Could anyone help to find out what could be the reason??

Note

  1. Data file is not zip/gzip file, it is *.dat
  2. This is not production environment. Any possibility that the user is a low priority user?? Ref#11 https://cloudcelebrity.wordpress.com/2013/08/14/12-key-steps-to-keep-your-hadoop-cluster-running-strong-and-performing-optimum/

.

My code for submitting the job is as below:

    String configPath = arg[0];
    String feedString = FileUtils.readFileToString(new File(configPath), StandardCharsets.UTF_8.name());
    getConf().set(Constants.FEED_CONFIG_STRING, feedString);
    getConf().set("mapred.reduce.tasks.speculative.execution", "false");

    Job job = new Job(conf);
    Feed feed = XMLFeedConfig.getFeed(feedString);
    job.setJarByClass(DataValidationJob.class);
    job.setJobName("Job " + feed.getName());

    ValidatorInputFormat.setInputPaths(job, new Path(feed.getSrc_location()));
    FileOutputFormat.setOutputPath(job, new Path(feed.getDest_location()));

    job.setMapOutputKeyClass(Text.class);
    job.setMapOutputValueClass(Text.class);
    job.setOutputKeyClass(Text.class);
    job.setOutputValueClass(Text.class);

    job.setMapperClass(ValidatorMapper.class);
    job.setReducerClass(ValidatorReducer.class);
    LazyOutputFormat.setOutputFormatClass(job, TextOutputFormat.class);
    job.setNumReduceTasks(1);

    job.setInputFormatClass(ValidatorInputFormat.class);
    // job.setOutputFormatClass(TextOutputFormat.class);

    return job.waitForCompletion(true) ? 0 : 1;

Upvotes: 0

Views: 935

Answers (1)

Betta
Betta

Reputation: 416

My issue has been resolved.

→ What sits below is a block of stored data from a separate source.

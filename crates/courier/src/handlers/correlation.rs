//! Pearson correlation between a numeric attribute and delivery time.

use super::HandlerContext;
use crate::error::AnalysisError;
use crate::result::AnalysisResult;
use crate::stats;

/// Correlation scalar for `pairs`, or `InsufficientData(dimension)` when r is undefined.
pub(super) fn correlation_result(
  ctx: &HandlerContext<'_>,
  pairs: &[(f64, f64)],
  dimension: &str,
  label: &str,
) -> Result<AnalysisResult, AnalysisError> {
  let correlation = stats::pearson(pairs).ok_or_else(|| AnalysisError::insufficient_data(dimension))?;

  let summary = format!(
    "Correlation between {label}{}: r = {} ({} correlation, n = {})",
    ctx.scope(),
    ctx.figure(correlation.r),
    correlation.strength.label(),
    correlation.n
  );
  Ok(AnalysisResult::correlation(summary, ctx.round(correlation.r), correlation.n, correlation.strength, label))
}

pub fn age_speed_correlation(ctx: &HandlerContext<'_>) -> Result<AnalysisResult, AnalysisError> {
  let pairs: Vec<(f64, f64)> =
    ctx.eligible()?.into_iter().filter_map(|r| Some((f64::from(r.age?), r.duration_min))).collect();

  correlation_result(ctx, &pairs, "age", "age and delivery time")
}
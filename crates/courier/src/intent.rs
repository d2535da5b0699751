//! Closed taxonomy of supported questions.

use serde::{Deserialize, Serialize};
use std::fmt;
use std::str::FromStr;

/// Stable identifier for every question family the engine can answer.
#[derive(Debug, Clone, Copy, PartialEq, Eq, PartialOrd, Ord, Hash, Serialize, Deserialize)]
#[serde(rename_all = "snake_case")]
pub enum IntentTag {
  FastestPersonnel,
  AvgDurationByCity,
  MultiDeliveryEffect,
  VehicleEfficiency,
  OrderTypeDuration,
  TimeOfDayEffect,
  FestivalDelay,
  TrafficEffect,
  WeatherEffect,
  LocationTimeDiff,
  TopRatedFastest,
  AgeSpeedCorrelation,
  VehicleConditionEffect,
  AreaDelayRanking,
  DistanceDurationCorrelation,
  HighestRated,
}

impl IntentTag {
  pub const ALL: [IntentTag; 16] = [
    IntentTag::FastestPersonnel,
    IntentTag::AvgDurationByCity,
    IntentTag::MultiDeliveryEffect,
    IntentTag::VehicleEfficiency,
    IntentTag::OrderTypeDuration,
    IntentTag::TimeOfDayEffect,
    IntentTag::FestivalDelay,
    IntentTag::TrafficEffect,
    IntentTag::WeatherEffect,
    IntentTag::LocationTimeDiff,
    IntentTag::TopRatedFastest,
    IntentTag::AgeSpeedCorrelation,
    IntentTag::VehicleConditionEffect,
    IntentTag::AreaDelayRanking,
    IntentTag::DistanceDurationCorrelation,
    IntentTag::HighestRated,
  ];

  pub fn as_str(&self) -> &'static str {
    match self {
      IntentTag::FastestPersonnel => "fastest_personnel",
      IntentTag::AvgDurationByCity => "avg_duration_by_city",
      IntentTag::MultiDeliveryEffect => "multi_delivery_effect",
      IntentTag::VehicleEfficiency => "vehicle_efficiency",
      IntentTag::OrderTypeDuration => "order_type_duration",
      IntentTag::TimeOfDayEffect => "time_of_day_effect",
      IntentTag::FestivalDelay => "festival_delay",
      IntentTag::TrafficEffect => "traffic_effect",
      IntentTag::WeatherEffect => "weather_effect",
      IntentTag::LocationTimeDiff => "location_time_diff",
      IntentTag::TopRatedFastest => "top_rated_fastest",
      IntentTag::AgeSpeedCorrelation => "age_speed_correlation",
      IntentTag::VehicleConditionEffect => "vehicle_condition_effect",
      IntentTag::AreaDelayRanking => "area_delay_ranking",
      IntentTag::DistanceDurationCorrelation => "distance_duration_correlation",
      IntentTag::HighestRated => "highest_rated",
    }
  }
}

impl fmt::Display for IntentTag {
  fn fmt(&self, f: &mut fmt::Formatter<'_>) -> fmt::Result {
    f.write_str(self.as_str())
  }
}

impl FromStr for IntentTag {
  type Err = String;

  fn from_str(s: &str) -> Result<Self, Self::Err> {
    IntentTag::ALL
      .iter()
      .copied()
      .find(|tag| tag.as_str() == s.trim())
      .ok_or_else(|| format!("unknown intent '{s}'"))
  }
}

/// Parameters a question may carry.
#[derive(Debug, Clone, Copy, PartialEq, Eq, Hash, Serialize, Deserialize)]
#[serde(rename_all = "snake_case")]
pub enum ParamKind {
  City,
  VehicleType,
  OrderType,
  TopK,
}

impl ParamKind {
  pub fn name(&self) -> &'static str {
    match self {
      ParamKind::City => "city",
      ParamKind::VehicleType => "vehicle_type",
      ParamKind::OrderType => "order_type",
      ParamKind::TopK => "top_k",
    }
  }
}

/// Values extracted from a question. Absent fields were not mentioned.
#[derive(Debug, Clone, Default, PartialEq, Eq, Serialize, Deserialize)]
pub struct Parameters {
  #[serde(skip_serializing_if = "Option::is_none")]
  pub city: Option<String>,
  #[serde(skip_serializing_if = "Option::is_none")]
  pub vehicle_type: Option<String>,
  #[serde(skip_serializing_if = "Option::is_none")]
  pub order_type: Option<String>,
  #[serde(skip_serializing_if = "Option::is_none")]
  pub top_k: Option<usize>,
}

impl Parameters {
  pub fn is_empty(&self) -> bool {
    self.city.is_none() && self.vehicle_type.is_none() && self.order_type.is_none() && self.top_k.is_none()
  }

  /// `(name, value)` pairs for the parameters that are set.
  pub fn pairs(&self) -> Vec<(&'static str, String)> {
    let mut pairs = Vec::new();
    if let Some(city) = &self.city {
      pairs.push((ParamKind::City.name(), city.clone()));
    }
    if let Some(vehicle) = &self.vehicle_type {
      pairs.push((ParamKind::VehicleType.name(), vehicle.clone()));
    }
    if let Some(order) = &self.order_type {
      pairs.push((ParamKind::OrderType.name(), order.clone()));
    }
    if let Some(k) = self.top_k {
      pairs.push((ParamKind::TopK.name(), k.to_string()));
    }
    pairs
  }
}

/// A classified question: which analysis to run and with what parameters.
#[derive(Debug, Clone, PartialEq, Eq, Serialize, Deserialize)]
pub struct Intent {
  pub tag: IntentTag,
  pub params: Parameters,
}

impl Intent {
  pub fn new(tag: IntentTag) -> Self {
    Self { tag, params: Parameters::default() }
  }

  pub fn with_params(tag: IntentTag, params: Parameters) -> Self {
    Self { tag, params }
  }
}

Basically we had implemented FileInputFormat where in we had overridden isSplittable method and were making the input non splittable as shown below:

@Override
protected boolean isSplitable(JobContext context, Path filename) {
    return false;
}

by default isSplittable method is implemented to return true;

Upvotes: 1

Related Questions